Первое. Устройство современных монастырей РПЦ далеко от базовых принципов христианского монашества, которое подразумевает удаление от мирской жизни вплоть до полной изоляции от светского «мiра», нестяжание, молитвенная рефлексия и богомыслие. Если бы такие задачи были поставлены, то современные монастыри возводились бы на удаленных от цивилизации территориях, в комплексах скитского типа. А мы бы с вами и не слышали о скандалах и судебных тяжбах за каменные громады в центрах городов.
Второе. Монастыри давно перестали быть миссионерскими, просветительскими и социальными центрами, которыми являлись в пору средневековья. Предлагая извинительные объяснения богатству монастырей того времени, Иосиф Волоцкий указывал, что благодаря этому монастыри выполняют важнейшие социальные функции, поддерживая своей экономической и административной мощью целые регионы. Сегодня речь лишь идет о новом собственнике в виде церкви и ее управляющих, которые будут распоряжаться недвижимостью в своих прежде всего интересах.

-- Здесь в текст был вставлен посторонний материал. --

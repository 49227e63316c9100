//! Producer side of the double-buffered outbound queue.
//!
//! Senders push into the incoming queue under a short lock. The writer
//! loop owns a separate work queue and only touches the incoming one to
//! swap the two containers, so the lock is never held while payloads are
//! written or copied.

use std::collections::VecDeque;
use std::mem;
use std::sync::{Mutex, MutexGuard, PoisonError};

use bytes::Bytes;
use tokio::sync::Notify;

#[derive(Debug, Default)]
pub struct IncomingQueue {
    queue: Mutex<VecDeque<Bytes>>,
    notify: Notify,
}

impl IncomingQueue {
    pub fn new() -> Self {
        Self::default()
    }

    fn lock(&self) -> MutexGuard<'_, VecDeque<Bytes>> {
        self.queue.lock().unwrap_or_else(PoisonError::into_inner)
    }

    /// Enqueue a payload and wake the writer.
    pub fn push(&self, payload: Bytes) {
        self.lock().push_back(payload);
        self.notify.notify_one();
    }

    /// Exchange `work` with the incoming queue. `work` must be empty so
    /// FIFO order holds across the swap.
    pub fn swap_into(&self, work: &mut VecDeque<Bytes>) {
        debug_assert!(work.is_empty());
        mem::swap(&mut *self.lock(), work);
    }

    /// Drop everything not yet taken by the writer.
    pub fn clear(&self) {
        self.lock().clear();
    }

    /// Resolves after the next `push` (or immediately if one happened
    /// since the last wait).
    pub async fn notified(&self) {
        self.notify.notified().await;
    }
}

#[cfg(test)]
mod tests {
    use super::*;

    #[test]
    fn swap_preserves_fifo() {
        let queue = IncomingQueue::new();
        queue.push(Bytes::from_static(b"a"));
        queue.push(Bytes::from_static(b"b"));

        let mut work = VecDeque::new();
        queue.swap_into(&mut work);
        let mut rest = VecDeque::new();
        queue.swap_into(&mut rest);
        assert!(rest.is_empty());

        queue.push(Bytes::from_static(b"c"));
        let drained: Vec<_> = work.drain(..).collect();
        assert_eq!(drained, vec![Bytes::from_static(b"a"), Bytes::from_static(b"b")]);

        queue.swap_into(&mut work);
        assert_eq!(work.pop_front(), Some(Bytes::from_static(b"c")));
    }

    #[tokio::test]
    async fn push_before_wait_is_not_lost() {
        let queue = IncomingQueue::new();
        queue.push(Bytes::from_static(b"x"));
        // The stored permit completes the wait immediately.
        tokio::time::timeout(std::time::Duration::from_secs(1), queue.notified())
            .await
            .unwrap();
    }
}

Третье. Нравственный облик современного монашества подробно обсуждается в прессе и литературе последних лет. Настоятели монастырей, многие из которых бывшие завхозы и завсклады позднесоветского периода не имеют никакого иноческого опыта и почти всегда превращают современные обители в островки крепостного права со всеми вытекающими извращениями в духовной, психологической и нравственной сторонах человеческой жизни.
Человек, решивший посвятить свою жизнь иночеству чаще всего становится работником сельскохозяйственной или строительной артели, в лучшем случае, если повезет — праздным жителем паломническо-туристического центра. О каком-то удалении от мира, умном делании и проч. вопрос не ставится. Более того, в последние годы наблюдается ощутимая волна исхода бывших иноков и инокинь из монастырей. Появляется все большее число публикаций и материалов на эту тему, подрывающих и без того шаткий авторитет современной монастырской системы.

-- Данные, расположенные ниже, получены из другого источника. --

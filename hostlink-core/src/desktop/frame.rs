//! A captured frame living in a shared-memory buffer.

use std::sync::Arc;

use crate::desktop::types::{PixelFormat, Point, Rect, Region, Size};
use crate::message::SerializedFrame;
use crate::shared_memory::{SharedMemory, SharedMemoryId};

/// Frame produced by a [`ScreenCapturer`](super::ScreenCapturer).
///
/// Pixels are stored in `shared_memory` as `size.height` rows of `stride`
/// bytes. `updated_region` is in frame-local coordinates; an empty region
/// means nothing changed since the previous capture.
#[derive(Debug, Clone)]
pub struct SharedFrame {
    pub top_left: Point,
    pub size: Size,
    pub format: PixelFormat,
    pub stride: usize,
    pub updated_region: Region,
    pub shared_memory: Arc<SharedMemory>,
}

impl SharedFrame {
    pub fn shared_memory_id(&self) -> SharedMemoryId {
        self.shared_memory.id()
    }

    pub fn desktop_rect(&self) -> Rect {
        Rect::from_origin(self.top_left, self.size)
    }

    pub fn has_updates(&self) -> bool {
        !self.updated_region.is_empty()
    }

    /// Wire description of this frame for the broker.
    pub fn to_serialized(&self) -> SerializedFrame {
        SerializedFrame {
            shared_buffer_id: self.shared_memory_id(),
            desktop_rect: self.desktop_rect(),
            pixel_format: self.format,
            stride: self.stride as u32,
            dirty_rects: self.updated_region.rects().to_vec(),
        }
    }
}
//! Framed, flow-controlled duplex channel over one OS byte stream.
//!
//! A channel starts **paused**: the read and write loops are only spawned
//! by the first [`Channel::resume`], so a listener can be attached before
//! any traffic is delivered. Payloads sent before that accumulate in the
//! incoming write queue and are flushed, in order, once the writer runs.
//!
//! # Tasks
//! ```text
//!   send() ──► IncomingQueue ──swap──► writer task ──► FramedWrite ──► stream
//!   stream ──► FramedRead ──► reader task ──(held while paused)──► Listener
//! ```
//!
//! Any read/write failure, framing violation or explicit `disconnect()`
//! notifies the listener exactly once and discards queued output.

use std::collections::VecDeque;
use std::sync::atomic::{AtomicBool, Ordering};
use std::sync::{Arc, Mutex, MutexGuard, PoisonError};

use bytes::Bytes;
use futures::{SinkExt, StreamExt};
use tokio::io::{AsyncRead, AsyncWrite};
use tokio::sync::{mpsc, watch};
use tokio_util::codec::{FramedRead, FramedWrite};
use tokio_util::sync::CancellationToken;
use tracing::{debug, info, warn};

use crate::codec::{FrameCodec, MAX_MESSAGE_SIZE, validate_length};
use crate::error::HostError;
use crate::ipc::endpoint;
use crate::ipc::write_queue::IncomingQueue;

// ── Listener ─────────────────────────────────────────────────────

/// Receives inbound messages and the disconnect notification.
///
/// Callbacks run on the channel's reader task and must not block or call
/// back into [`Channel::set_listener`].
pub trait Listener: Send {
    fn on_message_received(&mut self, message: Bytes);
    fn on_disconnected(&mut self);
}

/// Listener callbacks as values, for consumers running their own loop.
#[derive(Debug, Clone, PartialEq, Eq)]
pub enum ChannelEvent {
    Message(Bytes),
    Disconnected,
}

impl ChannelEvent {
    pub fn dispatch(self, listener: &mut dyn Listener) {
        match self {
            ChannelEvent::Message(message) => listener.on_message_received(message),
            ChannelEvent::Disconnected => listener.on_disconnected(),
        }
    }
}

impl Listener for mpsc::UnboundedSender<ChannelEvent> {
    fn on_message_received(&mut self, message: Bytes) {
        let _ = self.send(ChannelEvent::Message(message));
    }

    fn on_disconnected(&mut self) {
        let _ = self.send(ChannelEvent::Disconnected);
    }
}

// ── Peer identity ────────────────────────────────────────────────

/// OS identity of the process on the other end, resolved at connect time.
#[derive(Debug, Clone, Copy, Default, PartialEq, Eq)]
pub struct PeerIdentity {
    pub process_id: Option<u32>,
    pub session_id: Option<u32>,
}

// ── Shared state ─────────────────────────────────────────────────

type BoxedReader = Box<dyn AsyncRead + Send + Unpin>;
type BoxedWriter = Box<dyn AsyncWrite + Send + Unpin>;

struct Shared {
    queue: IncomingQueue,
    listener: Mutex<Option<Box<dyn Listener>>>,
    connected: AtomicBool,
    paused: watch::Sender<bool>,
    shutdown: CancellationToken,
    max_frame_size: usize,
}

impl Shared {
    fn listener(&self) -> MutexGuard<'_, Option<Box<dyn Listener>>> {
        self.listener.lock().unwrap_or_else(PoisonError::into_inner)
    }

    fn send(&self, payload: Bytes) -> Result<(), HostError> {
        validate_length(payload.len(), self.max_frame_size)?;
        if !self.connected.load(Ordering::Acquire) {
            return Err(HostError::ChannelClosed);
        }
        self.queue.push(payload);
        Ok(())
    }

    fn deliver(&self, message: Bytes) {
        match self.listener().as_mut() {
            Some(listener) => listener.on_message_received(message),
            None => warn!(len = message.len(), "message dropped: no listener"),
        }
    }

    /// Single transition to not-connected.
    fn on_error_occurred(&self, error: Option<HostError>) {
        if !self.connected.swap(false, Ordering::AcqRel) {
            return;
        }

        match &error {
            Some(err) => info!(error = %err, "channel disconnected"),
            None => info!("channel disconnected locally"),
        }

        self.shutdown.cancel();
        self.queue.clear();

        if let Some(listener) = self.listener().as_mut() {
            listener.on_disconnected();
        }
    }

    /// Wait until not paused. Returns `false` on shutdown.
    async fn wait_resumed(&self, paused: &mut watch::Receiver<bool>) -> bool {
        tokio::select! {
            _ = self.shutdown.cancelled() => false,
            result = paused.wait_for(|paused| !*paused) => result.is_ok(),
        }
    }
}

// ── Channel ──────────────────────────────────────────────────────

pub struct Channel {
    shared: Arc<Shared>,
    io: Option<(BoxedReader, BoxedWriter)>,
    peer: PeerIdentity,
}

impl Channel {
    /// Connect to the endpoint published under `channel_id`.
    pub async fn connect(channel_id: &str) -> Result<Channel, HostError> {
        endpoint::connect(channel_id).await
    }

    /// Wrap an already connected stream.
    pub fn from_stream<S>(stream: S, peer: PeerIdentity) -> Channel
    where
        S: AsyncRead + AsyncWrite + Send + 'static,
    {
        Self::from_stream_with_limit(stream, peer, MAX_MESSAGE_SIZE)
    }

    /// Like [`from_stream`](Self::from_stream) with a custom frame limit.
    pub fn from_stream_with_limit<S>(stream: S, peer: PeerIdentity, max_frame_size: usize) -> Channel
    where
        S: AsyncRead + AsyncWrite + Send + 'static,
    {
        let (reader, writer) = tokio::io::split(stream);
        let (paused, _) = watch::channel(true);

        Channel {
            shared: Arc::new(Shared {
                queue: IncomingQueue::new(),
                listener: Mutex::new(None),
                connected: AtomicBool::new(true),
                paused,
                shutdown: CancellationToken::new(),
                max_frame_size,
            }),
            io: Some((Box::new(reader), Box::new(writer))),
            peer,
        }
    }

    /// Replace the listener. Takes effect for the next delivery.
    pub fn set_listener(&self, listener: impl Listener + 'static) {
        *self.shared.listener() = Some(Box::new(listener));
    }

    /// Withhold delivery of inbound messages. A read already in progress
    /// completes; its message is held until [`resume`](Self::resume).
    pub fn pause(&self) {
        self.shared.paused.send_replace(true);
    }

    /// Resume delivery. The first call starts the I/O tasks and must be
    /// made inside a Tokio runtime.
    pub fn resume(&mut self) {
        self.shared.paused.send_replace(false);

        if let Some((reader, writer)) = self.io.take() {
            if !self.is_connected() {
                return;
            }
            debug!("channel I/O started");
            tokio::spawn(read_loop(Arc::clone(&self.shared), reader));
            tokio::spawn(write_loop(Arc::clone(&self.shared), writer));
        }
    }

    /// Queue `payload` for sending. Never blocks.
    ///
    /// Empty and oversized payloads are rejected without affecting the
    /// connection.
    pub fn send(&self, payload: Bytes) -> Result<(), HostError> {
        self.shared.send(payload)
    }

    /// Thread-safe sending handle.
    pub fn proxy(&self) -> ChannelProxy {
        ChannelProxy {
            shared: Arc::clone(&self.shared),
        }
    }

    /// Close the channel and notify the listener.
    pub fn disconnect(&self) {
        self.shared.on_error_occurred(None);
    }

    pub fn is_connected(&self) -> bool {
        self.shared.connected.load(Ordering::Acquire)
    }

    pub fn is_paused(&self) -> bool {
        *self.shared.paused.borrow()
    }

    pub fn peer_process_id(&self) -> Option<u32> {
        self.peer.process_id
    }

    pub fn peer_session_id(&self) -> Option<u32> {
        self.peer.session_id
    }

    pub fn peer(&self) -> PeerIdentity {
        self.peer
    }
}

impl Drop for Channel {
    fn drop(&mut self) {
        // Owner is gone; stop the tasks without a notification.
        self.shared.connected.store(false, Ordering::Release);
        self.shared.shutdown.cancel();
    }
}

impl std::fmt::Debug for Channel {
    fn fmt(&self, f: &mut std::fmt::Formatter<'_>) -> std::fmt::Result {
        f.debug_struct("Channel")
            .field("connected", &self.is_connected())
            .field("paused", &self.is_paused())
            .field("peer", &self.peer)
            .finish()
    }
}

/// Cloneable sender for a [`Channel`], usable from any thread.
#[derive(Clone)]
pub struct ChannelProxy {
    shared: Arc<Shared>,
}

impl ChannelProxy {
    pub fn send(&self, payload: Bytes) -> Result<(), HostError> {
        self.shared.send(payload)
    }

    pub fn is_connected(&self) -> bool {
        self.shared.connected.load(Ordering::Acquire)
    }
}

// ── I/O tasks ────────────────────────────────────────────────────

async fn read_loop(shared: Arc<Shared>, reader: BoxedReader) {
    let mut frames = FramedRead::new(reader, FrameCodec::with_max_frame_size(shared.max_frame_size));
    let mut paused = shared.paused.subscribe();

    loop {
        if !shared.wait_resumed(&mut paused).await {
            return;
        }

        let next = tokio::select! {
            _ = shared.shutdown.cancelled() => return,
            next = frames.next() => next,
        };

        let message = match next {
            Some(Ok(message)) => message,
            Some(Err(err)) => {
                shared.on_error_occurred(Some(err));
                return;
            }
            None => {
                shared.on_error_occurred(Some(HostError::PeerClosed));
                return;
            }
        };

        // Paused while the read was in flight.
        if !shared.wait_resumed(&mut paused).await {
            return;
        }

        shared.deliver(message);
    }
}

async fn write_loop(shared: Arc<Shared>, writer: BoxedWriter) {
    let mut sink = FramedWrite::new(writer, FrameCodec::with_max_frame_size(shared.max_frame_size));
    let mut work: VecDeque<Bytes> = VecDeque::new();

    loop {
        if work.is_empty() {
            shared.queue.swap_into(&mut work);
        }

        let Some(payload) = work.pop_front() else {
            tokio::select! {
                _ = shared.shutdown.cancelled() => return,
                _ = shared.queue.notified() => continue,
            }
        };

        let result = tokio::select! {
            _ = shared.shutdown.cancelled() => return,
            result = sink.send(payload) => result,
        };

        if let Err(err) = result {
            shared.on_error_occurred(Some(err));
            return;
        }
    }
}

Вызывает также сомнение моральное право представителей РПЦ на владение древними обителями с памятникам, представляющими высокую культурную ценность. Фрески Дионисия 1502 г. Ферапонотова монастыря потому и сохранились до наших дней, что обитель была упразднена в 1798 году, а ее храмы стали приходскими. В противном случае их постигла бы участь древних фресок других монастырей, которые были уничтожены или безвозвратно испорчены поновлениями именно насельников обителей.

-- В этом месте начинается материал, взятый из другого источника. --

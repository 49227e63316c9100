//! Messages exchanged between the broker and a session agent.
//!
//! Every message travels as one transport frame whose payload is the
//! bincode encoding of [`Message`] (variant index followed by fields).
//!
//! ```text
//! Broker ──[StartSession]──────────────────► Agent
//! Agent  ──[CreateSharedBuffer { id }]─────► Broker
//! Agent  ──[EncodeFrame(SerializedFrame)]──► Broker
//! Broker ──[EncodeFrameResult]─────────────► Agent     (ack, next capture)
//! Agent  ──[ReleaseSharedBuffer { id }]────► Broker
//! Broker ──[StopSession]───────────────────► Agent
//! ```

use std::fmt;

use bitflags::bitflags;
use bytes::Bytes;
use serde::{Deserialize, Serialize};

use crate::desktop::types::{PixelFormat, Rect, ScreenId, ScreenList};
use crate::error::HostError;
use crate::launcher::AgentRole;
use crate::shared_memory::SharedMemoryId;

// ── Input ────────────────────────────────────────────────────────

bitflags! {
    /// Pointer buttons held during a pointer event.
    #[derive(Debug, Clone, Copy, PartialEq, Eq, Hash, Default, Serialize, Deserialize)]
    pub struct PointerButtons: u32 {
        const LEFT        = 0x01;
        const MIDDLE      = 0x02;
        const RIGHT       = 0x04;
        const WHEEL_UP    = 0x08;
        const WHEEL_DOWN  = 0x10;
    }
}

bitflags! {
    /// Key state and lock-key modifiers carried by a key event.
    #[derive(Debug, Clone, Copy, PartialEq, Eq, Hash, Default, Serialize, Deserialize)]
    pub struct KeyFlags: u32 {
        const PRESSED  = 0x01;
        const CAPSLOCK = 0x02;
        const NUMLOCK  = 0x04;
    }
}

/// Absolute pointer position plus the full button mask.
#[derive(Debug, Clone, Copy, PartialEq, Eq, Serialize, Deserialize)]
pub struct PointerEvent {
    pub x: i32,
    pub y: i32,
    pub mask: PointerButtons,
}

#[derive(Debug, Clone, Copy, PartialEq, Eq, Serialize, Deserialize)]
pub struct KeyEvent {
    /// Windows virtual-key code.
    pub virtual_key: u16,
    /// Hardware scan code; 0 when unknown.
    pub scan_code: u16,
    pub flags: KeyFlags,
}

impl KeyEvent {
    pub fn is_pressed(&self) -> bool {
        self.flags.contains(KeyFlags::PRESSED)
    }
}

#[derive(Debug, Clone, PartialEq, Eq, Serialize, Deserialize)]
pub struct ClipboardEvent {
    pub mime_type: String,
    pub data: Vec<u8>,
}

impl ClipboardEvent {
    pub const TEXT_UTF8: &'static str = "text/plain; charset=UTF-8";

    pub fn text(text: impl Into<String>) -> Self {
        Self {
            mime_type: Self::TEXT_UTF8.to_string(),
            data: text.into().into_bytes(),
        }
    }
}

// ── Capture ──────────────────────────────────────────────────────

/// Desktop features that slow down capture when enabled.
#[derive(Debug, Clone, Copy, PartialEq, Eq, Default, Serialize, Deserialize)]
pub struct Features {
    pub wallpaper: bool,
    pub effects: bool,
}

/// Frame metadata; pixels stay in shared buffer `shared_buffer_id`.
#[derive(Debug, Clone, PartialEq, Eq, Serialize, Deserialize)]
pub struct SerializedFrame {
    pub shared_buffer_id: SharedMemoryId,
    pub desktop_rect: Rect,
    pub pixel_format: PixelFormat,
    pub stride: u32,
    pub dirty_rects: Vec<Rect>,
}

// ── Message ──────────────────────────────────────────────────────

#[derive(Debug, Clone, PartialEq, Eq, Serialize, Deserialize)]
pub enum Message {
    // Broker → agent
    EncodeFrameResult,
    PointerEvent(PointerEvent),
    KeyEvent(KeyEvent),
    ClipboardEvent(ClipboardEvent),
    StartSession,
    StopSession,
    SelectSource { screen_id: ScreenId },
    SetFeatures(Features),
    SetBlockInput { state: bool },
    LogoffUserSession,
    LockUserSession,

    // Agent → broker
    EncodeFrame(SerializedFrame),
    CreateSharedBuffer { id: SharedMemoryId },
    ReleaseSharedBuffer { id: SharedMemoryId },
    ScreenListChanged(ScreenList),
}

/// Which side of the channel originates a message kind.
#[derive(Debug, Clone, Copy, PartialEq, Eq)]
pub enum Direction {
    ToAgent,
    ToBroker,
    Both,
}

impl Message {
    /// Short name for logs.
    pub fn kind(&self) -> &'static str {
        match self {
            Message::EncodeFrameResult => "encode-frame-result",
            Message::PointerEvent(_) => "pointer-event",
            Message::KeyEvent(_) => "key-event",
            Message::ClipboardEvent(_) => "clipboard-event",
            Message::StartSession => "start-session",
            Message::StopSession => "stop-session",
            Message::SelectSource { .. } => "select-source",
            Message::SetFeatures(_) => "set-features",
            Message::SetBlockInput { .. } => "set-block-input",
            Message::LogoffUserSession => "logoff",
            Message::LockUserSession => "lock",
            Message::EncodeFrame(_) => "encode-frame",
            Message::CreateSharedBuffer { .. } => "create-shared-buffer",
            Message::ReleaseSharedBuffer { .. } => "release-shared-buffer",
            Message::ScreenListChanged(_) => "screen-list-changed",
        }
    }

    pub fn direction(&self) -> Direction {
        match self {
            Message::ClipboardEvent(_) => Direction::Both,
            Message::EncodeFrame(_)
            | Message::CreateSharedBuffer { .. }
            | Message::ReleaseSharedBuffer { .. }
            | Message::ScreenListChanged(_) => Direction::ToBroker,
            _ => Direction::ToAgent,
        }
    }

    /// Whether the broker accepts this message from an agent running as
    /// `role`. Only desktop agents may report desktop state.
    pub fn is_permitted_from(&self, role: AgentRole) -> bool {
        match role {
            AgentRole::Desktop => self.direction() != Direction::ToAgent,
            AgentRole::FileTransfer => false,
        }
    }

    /// Serialize to bytes.
    pub fn to_bytes(&self) -> Result<Bytes, HostError> {
        bincode::serialize(self)
            .map(Bytes::from)
            .map_err(|e| HostError::Encoding(e.to_string()))
    }

    /// Deserialize from bytes.
    pub fn from_bytes(bytes: &[u8]) -> Result<Self, HostError> {
        bincode::deserialize(bytes).map_err(|e| HostError::Encoding(e.to_string()))
    }
}

impl fmt::Display for Message {
    fn fmt(&self, f: &mut fmt::Formatter<'_>) -> fmt::Result {
        f.write_str(self.kind())
    }
}

#[cfg(test)]
mod tests {
    use super::*;

    #[test]
    fn frame_message_survives_encoding() {
        let msg = Message::EncodeFrame(SerializedFrame {
            shared_buffer_id: 7,
            desktop_rect: Rect::make_xywh(-1920, 0, 1920, 1080),
            pixel_format: PixelFormat::Bgra8,
            stride: 1920 * 4,
            dirty_rects: vec![Rect::make_xywh(0, 0, 64, 64)],
        });
        let bytes = msg.to_bytes().unwrap();
        assert_eq!(Message::from_bytes(&bytes).unwrap(), msg);
    }

    #[test]
    fn unit_variant_is_never_empty_on_the_wire() {
        // Zero-length frames are invalid, so every message must encode to
        // at least the variant tag.
        assert!(!Message::StartSession.to_bytes().unwrap().is_empty());
    }

    #[test]
    fn garbage_is_an_encoding_error() {
        let err = Message::from_bytes(&[0xFF, 0xFF, 0xFF, 0xFF, 0xFF]).unwrap_err();
        assert!(matches!(err, HostError::Encoding(_)));
        assert!(!err.is_transport_fatal());
    }

    #[test]
    fn file_transfer_peer_cannot_send_desktop_messages() {
        let frame = Message::CreateSharedBuffer { id: 1 };
        assert!(frame.is_permitted_from(AgentRole::Desktop));
        assert!(!frame.is_permitted_from(AgentRole::FileTransfer));

        let input = Message::PointerEvent(PointerEvent {
            x: 1,
            y: 1,
            mask: PointerButtons::LEFT,
        });
        assert!(!input.is_permitted_from(AgentRole::Desktop));
        assert!(!input.is_permitted_from(AgentRole::FileTransfer));
    }

    #[test]
    fn key_flags() {
        let key = KeyEvent {
            virtual_key: 0x41,
            scan_code: 0x1E,
            flags: KeyFlags::PRESSED | KeyFlags::NUMLOCK,
        };
        assert!(key.is_pressed());
        assert_eq!(Message::KeyEvent(key).kind(), "key-event");
    }
}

В этой связи стоит не забывать и о судьбе икон звенигородского чина, которые были обнаружены в дровяном сарае в 1918 году, а также множестве других ценнейших иконы и иконостасов старорусской традиции, которые были сосланы догнивать в провинцию. Известна и современная статистика гибели памятников переданных церковным структурам. За прошедшие десятилетия нет никаких подтверждений, что церковь может самостоятельно, за свой счет и без всякой посторонней помощи сохранять исторические памятники и развивать историческую среду вокруг них.
Таким образом, вопрос о передаче историко-культурных комплексов религиозным объединениями оказывается куда более сложным и не укладывается в прокрустово ложе юридических отношений собственников или противостояния музеев и монашеских общин. Этот вопрос имеет важное социальное, историческое, психологическое и духовное значение в целом для общества и русской культуры. Для возрождения и укрепления института монашества эти архитектурные памятники совершенно не нужны.